Heulen und Zähneklappern herrschte in München, als sich nach der Wende langsam herausstellte: Berlin wird Bundeshauptstadt. Punktum. Die große Frage war: Was soll nur aus der guten, alten "heimlichen Hauptstadt" München werden?

Stand: 21.01.2019 | Archiv

Hauptstadtdämmerung: München vor und nach der Wende

Regelrechte Schockwellen bis in die Stadtspitze hinauf hatte die deutsche Wiedervereinigung ausgelöst. Gerade noch hatte München den Ansturm der DDR-Bürger mit der Auszahlung des Begrüßungsgeldes gemeistert, da deutete sich schon die nächste Überraschung an, erinnert sich Christian Ude, damals Stadtrat, später Oberbürgermeister von München:

"Die so stolze, selbstbewusste und saturierte Münchner Stadtgesellschaft wurde sich plötzlich bewusst, wie nah Berlin ist, dass es wieder Hauptstadt werden kann und es brach eine panikartige Angst aus, dass München tiefste Provinz wird, ein bedeutungsloses Millionendorf."
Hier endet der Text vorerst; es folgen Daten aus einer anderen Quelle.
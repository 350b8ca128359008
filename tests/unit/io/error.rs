//! Tests for error construction, messages and classification

#[cfg(test)]
mod tests {
    use snowpore::algorithm::pipeline::Stage;
    use snowpore::io::error::{SnowError, configuration_error, invalid_input};
    use std::error::Error;
    use std::io;
    use std::path::PathBuf;

    // Tests that helper constructors fill the right variant
    // Verified by building every helper as a configuration error
    #[test]
    fn test_helpers_classify_errors() {
        let config = configuration_error("sigma", &-1.0, &"must not be negative");
        assert!(config.is_configuration());
        assert_eq!(config.stage(), None);

        let input = invalid_input(Stage::Validation, &"empty field");
        assert!(!input.is_configuration());
        assert_eq!(input.stage(), Some(Stage::Validation));
    }

    // Tests message formatting of each variant family
    // Verified by omitting the path from file error messages
    #[test]
    fn test_messages_include_context() {
        let config = configuration_error("threads", &0, &"needs a thread");
        assert_eq!(
            config.to_string(),
            "Invalid configuration 'threads' = '0': needs a thread"
        );

        let input = invalid_input(Stage::DistanceTransform, &"bad shape");
        assert_eq!(input.to_string(), "Invalid input at distance transform: bad shape");

        let fs = SnowError::FileSystem {
            path: PathBuf::from("out/net.json"),
            operation: "create file",
            source: io::Error::new(io::ErrorKind::PermissionDenied, "denied"),
        };
        let message = fs.to_string();
        assert!(message.contains("create file"));
        assert!(message.contains("out/net.json"));
    }

    // Tests that wrapped errors stay reachable through the source chain
    // Verified by removing the source attribute from the io variant
    #[test]
    fn test_sources_are_preserved() {
        let fs = SnowError::FileSystem {
            path: PathBuf::from("x"),
            operation: "open file",
            source: io::Error::new(io::ErrorKind::NotFound, "gone"),
        };
        assert_eq!(fs.source().map(ToString::to_string), Some("gone".to_string()));

        let parse = serde_json::from_str::<u32>("nope").err();
        let serialization = parse.map(|source| SnowError::Serialization {
            path: PathBuf::from("tables.json"),
            source,
        });
        assert!(serialization.is_some_and(|e| e.source().is_some()));
    }

    // Tests conversion of io errors through the question mark operator
    // Verified by removing the From implementation
    #[test]
    fn test_io_errors_convert() {
        let converted = SnowError::from(io::Error::other("disk full"));
        assert!(matches!(converted, SnowError::FileSystem { .. }));
        assert!(converted.to_string().contains("disk full"));
    }
}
Christian Ude, SPD-Stadtrat und später Münchner Oberbürgermeister

München und die Schickeria

Rossini, oder die mörderische Frage, wer mit wem schlief, Deutschland 1997, Regie: Helmut Dietl

Aber so schnell gab sich München nicht geschlagen, hatte man doch an der Isar jahrzehntelang ein kaum zu erschütterndes Selbstbewußtsein aufgebaut: Tummelten sich hier nicht die Reichen und Schönen, florierte nicht das Filmgeschäft in Geiselgasteig, hatte München nicht die "heiteren Spiele" 1972 ausgerichtet? Die "Bussi"-Gesellschaft gehörte doch an die Isar, die Klatschreporter jagten hier den Skandälchen der Schickeria hinterher - und der Wannsee konnte doch nicht ernsthaft mit dem Tegernsee konkurrieren?
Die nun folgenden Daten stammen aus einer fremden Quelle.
//! Per-label voxel statistics gathered in one parallel pass
//!
//! Every quantity is an integer count, an integer sum or a min/max, so the
//! merge order chosen by rayon cannot change the result.

use crate::algorithm::watershed::{BACKGROUND, LabelImage, UNASSIGNED};
use crate::spatial::grid::{BoundingBox, Grid, Point};
use hashbrown::HashMap;
use rayon::prelude::*;
use smallvec::SmallVec;
use std::collections::BTreeMap;

/// Voxels per parallel work unit
const CHUNK_SIZE: usize = 1 << 14;

/// Accumulated statistics of one labeled region
#[derive(Debug, Clone, PartialEq, Eq)]
pub struct RegionStats {
    /// Number of voxels
    pub voxel_count: u64,
    /// Sum of voxel coordinates per axis
    pub coordinate_sum: SmallVec<[u64; 3]>,
    /// Tight box around the region
    pub bounding_box: BoundingBox,
    /// Voxel faces shared with a different label or with background, not
    /// counting faces on the domain edge
    pub surface_faces: u64,
}

impl RegionStats {
    fn new(coords: &[usize], surface_faces: u64) -> Self {
        Self {
            voxel_count: 1,
            coordinate_sum: coords.iter().map(|&c| c as u64).collect(),
            bounding_box: BoundingBox::from_point(coords),
            surface_faces,
        }
    }

    fn add(&mut self, coords: &[usize], surface_faces: u64) {
        self.voxel_count += 1;
        for (sum, &c) in self.coordinate_sum.iter_mut().zip(coords) {
            *sum += c as u64;
        }
        self.bounding_box.include(coords);
        self.surface_faces += surface_faces;
    }

    fn merge(&mut self, other: &Self) {
        self.voxel_count += other.voxel_count;
        for (sum, &s) in self.coordinate_sum.iter_mut().zip(&other.coordinate_sum) {
            *sum += s;
        }
        self.bounding_box = self.bounding_box.union(&other.bounding_box);
        self.surface_faces += other.surface_faces;
    }

    /// Mean voxel coordinate, in voxel units
    pub fn centroid(&self) -> Point {
        let count = self.voxel_count.max(1) as f64;
        self.coordinate_sum
            .iter()
            .map(|&sum| sum as f64 / count)
            .collect()
    }
}

/// Whether a label denotes a published region
pub const fn is_region(label: u32) -> bool {
    label != BACKGROUND && label != UNASSIGNED
}

/// Gather statistics for every region of a label image
pub fn accumulate_regions(labels: &LabelImage) -> BTreeMap<u32, RegionStats> {
    let grid = labels.grid();
    let values = labels.as_slice();

    let merged = values
        .par_chunks(CHUNK_SIZE)
        .enumerate()
        .map(|(chunk, slice)| {
            let mut local: HashMap<u32, RegionStats> = HashMap::new();
            for (offset, &label) in slice.iter().enumerate() {
                if !is_region(label) {
                    continue;
                }
                let index = chunk * CHUNK_SIZE + offset;
                let coords = grid.coords(index);
                let faces = surface_faces(values, grid, index, label);
                local
                    .entry(label)
                    .and_modify(|stats| stats.add(&coords, faces))
                    .or_insert_with(|| RegionStats::new(&coords, faces));
            }
            local
        })
        .reduce(HashMap::new, |mut left, right| {
            for (label, stats) in right {
                left.entry(label)
                    .and_modify(|existing| existing.merge(&stats))
                    .or_insert(stats);
            }
            left
        });

    merged.into_iter().collect()
}

/// Faces of a voxel adjoining a different label inside the grid
///
/// Faces on the domain edge are not counted.
fn surface_faces(values: &[u32], grid: &Grid, index: usize, label: u32) -> u64 {
    let mut step: SmallVec<[isize; 3]> = SmallVec::from_elem(0, grid.ndim());
    let mut count = 0;
    for axis in 0..grid.ndim() {
        for delta in [-1, 1] {
            if let Some(slot) = step.get_mut(axis) {
                *slot = delta;
            }
            if let Some(neighbor) = grid.offset(index, &step)
                && values.get(neighbor).copied() != Some(label)
            {
                count += 1;
            }
        }
        if let Some(slot) = step.get_mut(axis) {
            *slot = 0;
        }
    }
    count
}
Gut - ein paar Künstler meinten in der ersten Berlin-Euphorie, sie müssten unbedingt dahin gehen, wo die Musik spielt, aber was nützen billige Ateliers in heruntergekommenen Fabrikhallen, wenn es kein zahlungskräftiges Publikum gibt?

"München war eine Hauptstadt mit Herz und Nerz…"
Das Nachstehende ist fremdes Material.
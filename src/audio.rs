//! Audio cues
//!
//! The core only names what happened; an optional backend decides how it
//! sounds. Playing is fire-and-forget and never affects the simulation.

use crate::settings::Settings;

/// Sound effect types
#[derive(Debug, Clone, Copy, PartialEq, Eq)]
pub enum SoundEffect {
    /// Runner left the ground (or used an air jump)
    Jump,
    /// Coin picked up
    CoinCollect,
    /// Shield came up from a coin pickup
    ShieldUp,
    /// Run ended
    GameOver,
    /// New high score
    HighScore,
}

/// Backend that turns cues into sound. Must return promptly.
pub trait AudioSink {
    fn play(&mut self, effect: SoundEffect, volume: f32);
}

/// Audio manager for the game
pub struct AudioManager {
    sink: Option<Box<dyn AudioSink>>,
    master_volume: f32,
    sfx_volume: f32,
    muted: bool,
}

impl Default for AudioManager {
    fn default() -> Self {
        Self::new()
    }
}

impl std::fmt::Debug for AudioManager {
    fn fmt(&self, f: &mut std::fmt::Formatter<'_>) -> std::fmt::Result {
        f.debug_struct("AudioManager")
            .field("has_sink", &self.sink.is_some())
            .field("master_volume", &self.master_volume)
            .field("sfx_volume", &self.sfx_volume)
            .field("muted", &self.muted)
            .finish()
    }
}

impl AudioManager {
    /// Manager with no backend; cues are only logged
    pub fn new() -> Self {
        Self {
            sink: None,
            master_volume: 0.8,
            sfx_volume: 1.0,
            muted: false,
        }
    }

    pub fn from_settings(settings: &Settings) -> Self {
        let mut audio = Self::new();
        audio.set_master_volume(settings.master_volume);
        audio.set_sfx_volume(settings.sfx_volume);
        audio.set_muted(settings.muted);
        audio
    }

    /// Attach a backend
    pub fn with_sink(mut self, sink: Box<dyn AudioSink>) -> Self {
        self.sink = Some(sink);
        self
    }

    /// Set master volume (0.0 - 1.0)
    pub fn set_master_volume(&mut self, vol: f32) {
        self.master_volume = vol.clamp(0.0, 1.0);
    }

    /// Set SFX volume (0.0 - 1.0)
    pub fn set_sfx_volume(&mut self, vol: f32) {
        self.sfx_volume = vol.clamp(0.0, 1.0);
    }

    /// Mute/unmute all audio
    pub fn set_muted(&mut self, muted: bool) {
        self.muted = muted;
    }

    /// Get effective volume
    fn effective_volume(&self) -> f32 {
        if self.muted {
            0.0
        } else {
            self.master_volume * self.sfx_volume
        }
    }

    /// Play a sound effect
    pub fn play(&mut self, effect: SoundEffect) {
        let vol = self.effective_volume();
        if vol <= 0.0 {
            return;
        }

        match self.sink.as_mut() {
            Some(sink) => sink.play(effect, vol),
            None => log::debug!("♪ {:?}", effect),
        }
    }
}
//! Collision detection and response
//!
//! Everything in the playfield is an axis-aligned box. The runner is tested
//! against every obstacle and every coin each tick; the two classes are
//! independent of each other.

use glam::Vec2;
use rand::Rng;

use super::state::{Coin, Obstacle, Runner};
use crate::consts::SHIELD_CHANCE;

/// Axis-aligned bounding box (y grows downward)
#[derive(Debug, Clone, Copy, PartialEq)]
pub struct Aabb {
    /// Top-left corner
    pub min: Vec2,
    pub size: Vec2,
}

impl Aabb {
    pub fn new(min: Vec2, size: Vec2) -> Self {
        Self { min, size }
    }

    pub fn max(&self) -> Vec2 {
        self.min + self.size
    }

    /// Strict overlap; boxes that only touch along an edge do not overlap
    pub fn overlaps(&self, other: &Aabb) -> bool {
        let (a_max, b_max) = (self.max(), other.max());
        self.min.x < b_max.x
            && a_max.x > other.min.x
            && self.min.y < b_max.y
            && a_max.y > other.min.y
    }
}

/// Outcome of testing the runner against the obstacle set
#[derive(Debug, Clone, Copy, PartialEq, Eq)]
pub enum ObstacleContact {
    /// No overlap
    Clear,
    /// Overlap ignored because the shield is up (shield is not consumed)
    Shielded,
    /// Unshielded overlap, the run is over
    Crash { obstacle_id: u32 },
}

/// Test the runner against every active obstacle
pub fn check_obstacles(runner: &Runner, obstacles: &[Obstacle]) -> ObstacleContact {
    let bounds = runner.bounds();
    let Some(hit) = obstacles.iter().find(|o| o.bounds().overlaps(&bounds)) else {
        return ObstacleContact::Clear;
    };

    if runner.shield_active {
        ObstacleContact::Shielded
    } else {
        ObstacleContact::Crash {
            obstacle_id: hit.id,
        }
    }
}

/// Result of picking up a coin
#[derive(Debug, Clone, Copy, PartialEq, Eq)]
pub struct CoinPickup {
    pub coin_id: u32,
    /// The shield-chance roll succeeded on this pickup
    pub shield_granted: bool,
}

/// Collect the coin if the runner overlaps it.
///
/// Shield-chance kinds roll for a shield on every pickup. A successful roll
/// resets the timer to the full duration even if a shield is already up.
pub fn try_collect_coin<R: Rng>(runner: &mut Runner, coin: &mut Coin, rng: &mut R) -> Option<CoinPickup> {
    if coin.collected || !coin.bounds().overlaps(&runner.bounds()) {
        return None;
    }

    let shield_granted = runner.traits.shield_chance && rng.random::<f32>() < SHIELD_CHANCE;
    if shield_granted {
        runner.grant_shield();
    }
    coin.collected = true;

    Some(CoinPickup {
        coin_id: coin.id,
        shield_granted,
    })
}

/// Remove obstacles whose trailing edge crossed x=0.
///
/// Each removed obstacle that was never marked passed counts once toward the
/// score. Returns the number of newly passed obstacles.
pub fn retire_obstacles(obstacles: &mut Vec<Obstacle>) -> u64 {
    let mut passed = 0;
    obstacles.retain_mut(|obstacle| {
        if !obstacle.off_screen() {
            return true;
        }
        if !obstacle.passed {
            obstacle.passed = true;
            passed += 1;
        }
        false
    });
    passed
}

#[cfg(test)]
mod tests {
    use super::*;
    use crate::sim::kinds::{CharacterKind, CityTheme, ObstacleKind};
    use rand::SeedableRng;
    use rand_pcg::Pcg32;

    fn obstacle_at(id: u32, x: f32, runner: &Runner) -> Obstacle {
        Obstacle {
            id,
            kind: ObstacleKind::Cone,
            theme: CityTheme::Giza,
            pos: Vec2::new(x, runner.pos.y),
            size: Vec2::new(30.0, 40.0),
            passed: false,
        }
    }

    fn coin_on(runner: &Runner) -> Coin {
        Coin {
            id: 7,
            pos: runner.pos,
            size: 15.0,
            collected: false,
            anim_phase: 0.0,
        }
    }

    #[test]
    fn test_aabb_overlap() {
        let a = Aabb::new(Vec2::ZERO, Vec2::new(10.0, 10.0));
        assert!(a.overlaps(&Aabb::new(Vec2::new(5.0, 5.0), Vec2::new(10.0, 10.0))));
        // Touching edges are not an overlap
        assert!(!a.overlaps(&Aabb::new(Vec2::new(10.0, 0.0), Vec2::new(10.0, 10.0))));
        assert!(!a.overlaps(&Aabb::new(Vec2::new(0.0, 20.0), Vec2::new(10.0, 10.0))));
    }

    #[test]
    fn test_unshielded_overlap_crashes() {
        let runner = Runner::new(CharacterKind::Default);
        let obstacles = vec![obstacle_at(3, runner.pos.x + 5.0, &runner)];
        assert_eq!(
            check_obstacles(&runner, &obstacles),
            ObstacleContact::Crash { obstacle_id: 3 }
        );
    }

    #[test]
    fn test_shield_ignores_overlap_without_consuming() {
        let mut runner = Runner::new(CharacterKind::Default);
        runner.grant_shield();
        let obstacles = vec![obstacle_at(1, runner.pos.x, &runner)];

        assert_eq!(check_obstacles(&runner, &obstacles), ObstacleContact::Shielded);
        assert!(runner.shield_active);
        assert_eq!(runner.shield_timer, crate::consts::SHIELD_DURATION_TICKS);
    }

    #[test]
    fn test_far_obstacle_is_clear() {
        let runner = Runner::new(CharacterKind::Default);
        let obstacles = vec![obstacle_at(1, 600.0, &runner)];
        assert_eq!(check_obstacles(&runner, &obstacles), ObstacleContact::Clear);
    }

    #[test]
    fn test_coin_pickup_marks_collected_once() {
        let mut rng = Pcg32::seed_from_u64(1);
        let mut runner = Runner::new(CharacterKind::Default);
        let mut coin = coin_on(&runner);

        let pickup = try_collect_coin(&mut runner, &mut coin, &mut rng);
        assert_eq!(
            pickup,
            Some(CoinPickup {
                coin_id: 7,
                shield_granted: false
            })
        );
        assert!(coin.collected);
        assert!(try_collect_coin(&mut runner, &mut coin, &mut rng).is_none());
    }

    #[test]
    fn test_shield_chance_probability() {
        let mut rng = Pcg32::seed_from_u64(0xC0FFEE);
        let trials = 20_000;
        let mut granted = 0;

        for _ in 0..trials {
            let mut runner = Runner::new(CharacterKind::Ninja);
            let mut coin = coin_on(&runner);
            let pickup = try_collect_coin(&mut runner, &mut coin, &mut rng).unwrap();
            if pickup.shield_granted {
                assert!(runner.shield_active);
                granted += 1;
            }
        }

        let rate = granted as f64 / trials as f64;
        assert!((rate - 0.1).abs() < 0.02, "shield rate {rate}");
    }

    #[test]
    fn test_shield_roll_refreshes_active_shield() {
        let mut rng = Pcg32::seed_from_u64(99);
        let mut runner = Runner::new(CharacterKind::Ninja);
        runner.grant_shield();
        runner.shield_timer = 5;

        // Keep picking up coins until a roll succeeds
        loop {
            let mut coin = coin_on(&runner);
            let pickup = try_collect_coin(&mut runner, &mut coin, &mut rng).unwrap();
            if pickup.shield_granted {
                break;
            }
        }
        assert_eq!(runner.shield_timer, crate::consts::SHIELD_DURATION_TICKS);
    }

    #[test]
    fn test_retire_counts_each_obstacle_once() {
        let runner = Runner::new(CharacterKind::Default);
        let gone = obstacle_at(1, -31.0, &runner);
        let mut already = obstacle_at(2, -40.0, &runner);
        already.passed = true;
        let edge = obstacle_at(3, -30.0, &runner); // trailing edge exactly at 0

        let mut obstacles = vec![gone, already, edge];
        assert_eq!(retire_obstacles(&mut obstacles), 1);
        assert_eq!(obstacles.len(), 1);
        assert_eq!(obstacles[0].id, 3);
        assert_eq!(retire_obstacles(&mut obstacles), 0);
    }
}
Michael Graeter, Klatschkolumnist

… neben Herz und Nerz spielt heute natürlich auch der Kommerz eine gewichtige Rolle: Keines der in München und Umgebung ansässigen Dax-Unternehmen ist abgewandert. Der Reiz der Umgebung, die hohe Lebensqualität, Biergärten, Oktoberfest, die Nähe der Alpen - all das trägt dazu bei, dass München nach wie vor in verschiedenen Städterankings Top-Plätze einnimmt. Die Wende hat München zwar einen Dämpfer verpasst, aber München ist heute so beliebt wie eh und je - sowohl bei Studenten, als auch bei Touristen und Wirtschaftsbossen. Und was das Selbstbewußtsein angeht: Das alte Motto "Mia san mia" funktioniert nach wie vor.